Eu dou um exemplo: Armando Guebuza preside a inauguração de qualquer coisa, durante uma determinada
manhã. A Rádio Moçambique faz a cobertura, em directo, da inauguração, com destaque para as palavras de
Armando Guebuza. Ao meio dia e trinta, no RM Jornal, as mesmas palavras voltam a ser postas no ar, a abrir o
jornal, o mesmo acontecendo na edição da noite do jornal radiofónico. No final deste, aparece o programa Em
Foco em que, como o leitor já deve adivinhar, volta a acontecer o mesmo.
E como todos os das há uma qualquer inauguração, com a presença presidencial, todos os dias isto se repete
até à exaustão.
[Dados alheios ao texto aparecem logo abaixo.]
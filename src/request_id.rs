use axum::{extract::Request, http::HeaderValue, middleware::Next, response::Response};
use tracing::Instrument;
use uuid::Uuid;

pub const REQUEST_ID_HEADER: &str = "x-request-id";

const MAX_REQUEST_ID_LEN: usize = 128;

tokio::task_local! {
    /// 当前异步任务绑定的 request_id，用于错误响应透传。
    static TASK_REQUEST_ID: String;
}

/// 获取当前请求上下文中的 request_id。
pub fn current_request_id() -> Option<String> {
    TASK_REQUEST_ID.try_with(|v| v.clone()).ok()
}

fn is_valid_request_id(v: &str) -> bool {
    !v.is_empty()
        && v.len() <= MAX_REQUEST_ID_LEN
        && v.bytes()
            .all(|b| b.is_ascii_alphanumeric() || matches!(b, b'-' | b'_' | b'.'))
}

fn resolve_request_id(req: &Request) -> String {
    req.headers()
        .get(REQUEST_ID_HEADER)
        .and_then(|v| v.to_str().ok())
        .map(str::trim)
        .filter(|raw| is_valid_request_id(raw))
        .map(str::to_string)
        .unwrap_or_else(|| format!("req_{}", Uuid::new_v4().simple()))
}

/// 全局 request_id 中间件：
/// - 透传合法的客户端 `X-Request-Id`，否则服务端生成
/// - 回写到响应头，并绑定到任务上下文与 tracing span
pub async fn request_id_middleware(req: Request, next: Next) -> Response {
    let request_id = resolve_request_id(&req);

    let span = tracing::info_span!(
        "request",
        request_id = %request_id,
        method = %req.method(),
        path = %req.uri().path()
    );
    let mut res = TASK_REQUEST_ID
        .scope(request_id.clone(), next.run(req).instrument(span))
        .await;

    if let Ok(value) = HeaderValue::from_str(&request_id) {
        res.headers_mut().insert(REQUEST_ID_HEADER, value);
    }

    res
}

#[cfg(test)]
mod tests {
    use super::is_valid_request_id;

    #[test]
    fn request_id_validation_accepts_safe_chars() {
        assert!(is_valid_request_id("req-123_abc.def"));
    }

    #[test]
    fn request_id_validation_rejects_empty_unsafe_and_oversized() {
        assert!(!is_valid_request_id(""));
        assert!(!is_valid_request_id("bad id"));
        assert!(!is_valid_request_id("bad/xx"));
        assert!(!is_valid_request_id(&"a".repeat(129)));
    }
}
use std::sync::Arc;
use tokio::sync::Semaphore;

use crate::config::MarkerConfig;
use crate::features::marker::{MarkerService, PngOptions};

/// 聚合的应用共享状态（只读，不保存任何请求间数据）
#[derive(Clone)]
pub struct AppState {
    pub marker_service: MarkerService,
    /// 控制并发渲染的信号量（限制 CPU 密集型任务数量）
    pub render_semaphore: Arc<Semaphore>,
}

impl AppState {
    pub fn new(marker: &MarkerConfig) -> Self {
        let permits = match marker.max_parallel as usize {
            0 => num_cpus::get(),
            m => m,
        };
        Self {
            marker_service: MarkerService::new(PngOptions {
                fast: marker.fast_png,
            }),
            render_semaphore: Arc::new(Semaphore::new(permits.max(1))),
        }
    }
}

impl Default for AppState {
    fn default() -> Self {
        Self::new(&MarkerConfig::default())
    }
}
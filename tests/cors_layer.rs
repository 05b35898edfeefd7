use axum::{
    Router,
    body::Body,
    http::{Request, header},
};
use tower::ServiceExt;

use aruco_marker_api::config::CorsConfig;
use aruco_marker_api::{AppConfig, AppState, build_app};

fn app_with_cors(cors: CorsConfig) -> Router {
    let config = AppConfig {
        cors,
        ..AppConfig::default()
    };
    build_app(&config, AppState::default())
}

#[tokio::test]
async fn cors_layer_adds_allow_origin_header() {
    let app = app_with_cors(CorsConfig {
        enabled: true,
        allowed_origins: vec!["https://example.com".to_string()],
        allowed_headers: vec!["Content-Type".to_string()],
        ..CorsConfig::default()
    });

    let req = Request::builder()
        .method("GET")
        .uri("/health")
        .header(header::ORIGIN, "https://example.com")
        .body(Body::empty())
        .expect("build request");
    let resp = app.oneshot(req).await.expect("call app");

    let allow_origin = resp
        .headers()
        .get(header::ACCESS_CONTROL_ALLOW_ORIGIN)
        .expect("missing allow origin")
        .to_str()
        .expect("invalid allow origin");
    assert_eq!(allow_origin, "https://example.com");
}

#[tokio::test]
async fn cors_preflight_defaults_to_get_and_post() {
    let app = app_with_cors(CorsConfig {
        enabled: true,
        allowed_origins: vec!["https://example.com".to_string()],
        ..CorsConfig::default()
    });

    let req = Request::builder()
        .method("OPTIONS")
        .uri("/generate-multiple")
        .header(header::ORIGIN, "https://example.com")
        .header(header::ACCESS_CONTROL_REQUEST_METHOD, "POST")
        .body(Body::empty())
        .expect("build request");
    let resp = app.oneshot(req).await.expect("call app");

    let allow_methods = resp
        .headers()
        .get(header::ACCESS_CONTROL_ALLOW_METHODS)
        .expect("missing allow methods")
        .to_str()
        .expect("invalid allow methods");
    assert!(allow_methods.contains("GET"));
    assert!(allow_methods.contains("POST"));
}

#[tokio::test]
async fn cors_disabled_adds_no_headers() {
    let app = app_with_cors(CorsConfig::default());
    let req = Request::builder()
        .uri("/health")
        .header(header::ORIGIN, "https://example.com")
        .body(Body::empty())
        .expect("build request");
    let resp = app.oneshot(req).await.expect("call app");
    assert!(
        resp.headers()
            .get(header::ACCESS_CONTROL_ALLOW_ORIGIN)
            .is_none()
    );
}
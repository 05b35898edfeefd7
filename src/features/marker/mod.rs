pub mod codebook;
pub mod dictionary;
pub mod encoder;
pub mod handler;
pub mod models;
pub mod renderer;
pub mod service;

use thiserror::Error;

pub use dictionary::{Dictionary, MARKER_COUNT};
pub use encoder::{EncodeError, PngOptions, encode_png, encode_png_base64};
pub use handler::create_marker_router;
pub use models::{
    BatchSpec, FieldViolation, GenerateBatchRequest, GenerateBatchResponse, GenerateRequest,
    GenerateResponse, MarkerImage, MarkerSpec, RenderParams,
};
pub use renderer::render_marker;
pub use service::MarkerService;

/// 标记生成领域错误
#[derive(Error, Debug)]
pub enum MarkerError {
    /// ID 超出字典范围
    #[error("标记 ID {id} 超出字典范围（0-{max}）")]
    InvalidIdentifier { id: i64, max: u32 },

    /// 未知字典
    #[error("字典 '{0}' 不受支持（可选 4x4, 5x5, 6x6, 7x7）")]
    InvalidDictionary(String),

    /// 渲染几何参数非法（经过请求校验后不应出现）
    #[error("渲染参数非法: {0}")]
    InvalidGeometry(String),

    /// 请求参数校验失败（包含全部违规字段）
    #[error("参数校验失败: {}", describe_violations(.0))]
    Invalid(Vec<FieldViolation>),

    /// PNG 编码失败
    #[error("图片编码失败: {0}")]
    Encode(#[from] EncodeError),
}

fn describe_violations(violations: &[FieldViolation]) -> String {
    violations
        .iter()
        .map(|v| v.message.as_str())
        .collect::<Vec<_>>()
        .join("; ")
}
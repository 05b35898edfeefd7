use base64::{Engine as _, engine::general_purpose::STANDARD as base64_engine};
use image::GrayImage;
use thiserror::Error;

/// PNG 编码错误
#[derive(Error, Debug)]
pub enum EncodeError {
    #[error("PNG write_header error: {0}")]
    Header(png::EncodingError),
    #[error("PNG write_image_data error: {0}")]
    Data(png::EncodingError),
    #[error("PNG finish error: {0}")]
    Finish(png::EncodingError),
}

/// PNG 编码参数
#[derive(Debug, Clone, Copy, Default)]
pub struct PngOptions {
    /// 优先速度（Fast + NoFilter），体积略大
    pub fast: bool,
}

/// 将 8 位灰度图编码为 PNG 字节流。
pub fn encode_png(img: &GrayImage, opts: PngOptions) -> Result<Vec<u8>, EncodeError> {
    let (w, h) = img.dimensions();
    let mut out = Vec::with_capacity((w as usize * h as usize) / 4);
    {
        let mut encoder = png::Encoder::new(&mut out, w, h);
        encoder.set_color(png::ColorType::Grayscale);
        encoder.set_depth(png::BitDepth::Eight);
        if opts.fast {
            encoder.set_compression(png::Compression::Fast);
            encoder.set_filter(png::FilterType::NoFilter);
        } else {
            encoder.set_compression(png::Compression::Default);
            encoder.set_filter(png::FilterType::Paeth);
        }
        let mut writer = encoder.write_header().map_err(EncodeError::Header)?;
        writer
            .write_image_data(img.as_raw())
            .map_err(EncodeError::Data)?;
        writer.finish().map_err(EncodeError::Finish)?;
    }
    Ok(out)
}

/// PNG 编码后再转为标准 base64 文本，便于嵌入 JSON。
pub fn encode_png_base64(img: &GrayImage, opts: PngOptions) -> Result<String, EncodeError> {
    encode_png(img, opts).map(|bytes| base64_engine.encode(bytes))
}

#[cfg(test)]
mod tests {
    use super::*;
    use image::Luma;

    const PNG_SIGNATURE: [u8; 8] = [0x89, b'P', b'N', b'G', 0x0D, 0x0A, 0x1A, 0x0A];

    #[test]
    fn produces_png_signature_in_both_modes() {
        let img = GrayImage::from_pixel(13, 7, Luma([255]));
        for fast in [false, true] {
            let bytes = encode_png(&img, PngOptions { fast }).unwrap();
            assert_eq!(&bytes[..8], &PNG_SIGNATURE);
        }
    }

    #[test]
    fn decodes_back_to_same_pixels() {
        let img = GrayImage::from_fn(32, 16, |x, y| Luma([if (x + y) % 2 == 0 { 0 } else { 255 }]));
        let bytes = encode_png(&img, PngOptions::default()).unwrap();
        let decoded = image::load_from_memory_with_format(&bytes, image::ImageFormat::Png)
            .unwrap()
            .to_luma8();
        assert_eq!(decoded.dimensions(), (32, 16));
        assert_eq!(decoded.as_raw(), img.as_raw());
    }

    #[test]
    fn base64_is_standard_alphabet() {
        let img = GrayImage::from_pixel(4, 4, Luma([0]));
        let b64 = encode_png_base64(&img, PngOptions::default()).unwrap();
        let raw = base64_engine.decode(b64.as_bytes()).unwrap();
        assert_eq!(&raw[..8], &PNG_SIGNATURE);
    }
}
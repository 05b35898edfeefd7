pub mod handler;

pub use handler::{HealthResponse, health_check};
Desde as coisas mais importantes, como cimeiras internacionais, até às mais corriqueiras,
Guebuza está lá, Guebuza discursa e o seu discurso é repetido a todas as horas e em todos os momentos nas
ondas sonoras.
Mas, quando eu julgava que não era possível ultrapassar esta situação desastrosa, aconteceu o SPOT.
Durante o período anterior ao Congresso do Partido Frelimo, foi gravado um spot com uma mensagem de
apoio ao congresso, lida por Armando Guebuza. E esse spot passou a ser transmitido, nos períodos comerciais
da RM, tal como é feito com marcas de arroz ou telemóvel, com óleos de cozinha ou serviços bancários. Três,
quatro vezes ao dia, durante muitos dias seguidos, a mesma voz, lendo a mesma mensagem, foi repetida até à
náusea. Até as pessoas, como eu, ao ouvirem a musiquinha introdutória, desligarmos o receptor. A mensagem do
Presidente do partido Frelimo até nem era desinteressante, mas todos os dias, várias vezes ao dia, tornou-se
insuportável.
Isto para não falarmos do aspecto de banalização da voz de Armando Guebuza. Embora nesse spot ele
falasse na sua qualidade de Presidente do partido Frelimo, não nos podemos esquecer que ele é, também, o
nosso Chefe de Estado e que, portanto, não pode ser colocado ao mesmo nível de um anúncio de detergentes.
Mas tudo isto, que me parece ser bastante evidente, parece não ter cabimento entre as orelhas de quem é
pago para fazer esse trabalho. E imagino que bastante bem, a avaliar pelo que engordam, esses assessores
feitos à pressa. Como se dizia antigamente, mal paridos…
E não posso deixar de lamentar que os dirigentes dos órgãos de informação do sector público aceitem as
ordens destes assessores que, com base no famoso artigo 75º dos estatutos do partido Frelimo, acham que
podem dar ordens aos seus militantes que colocaram como dirigentes desses media.
Porque será que cada vez me lembro mais de figuras comoHitler, Mussulini, Estaline, Franco e Salazar, ao pensar
nesta nossa democracia tão peculiar?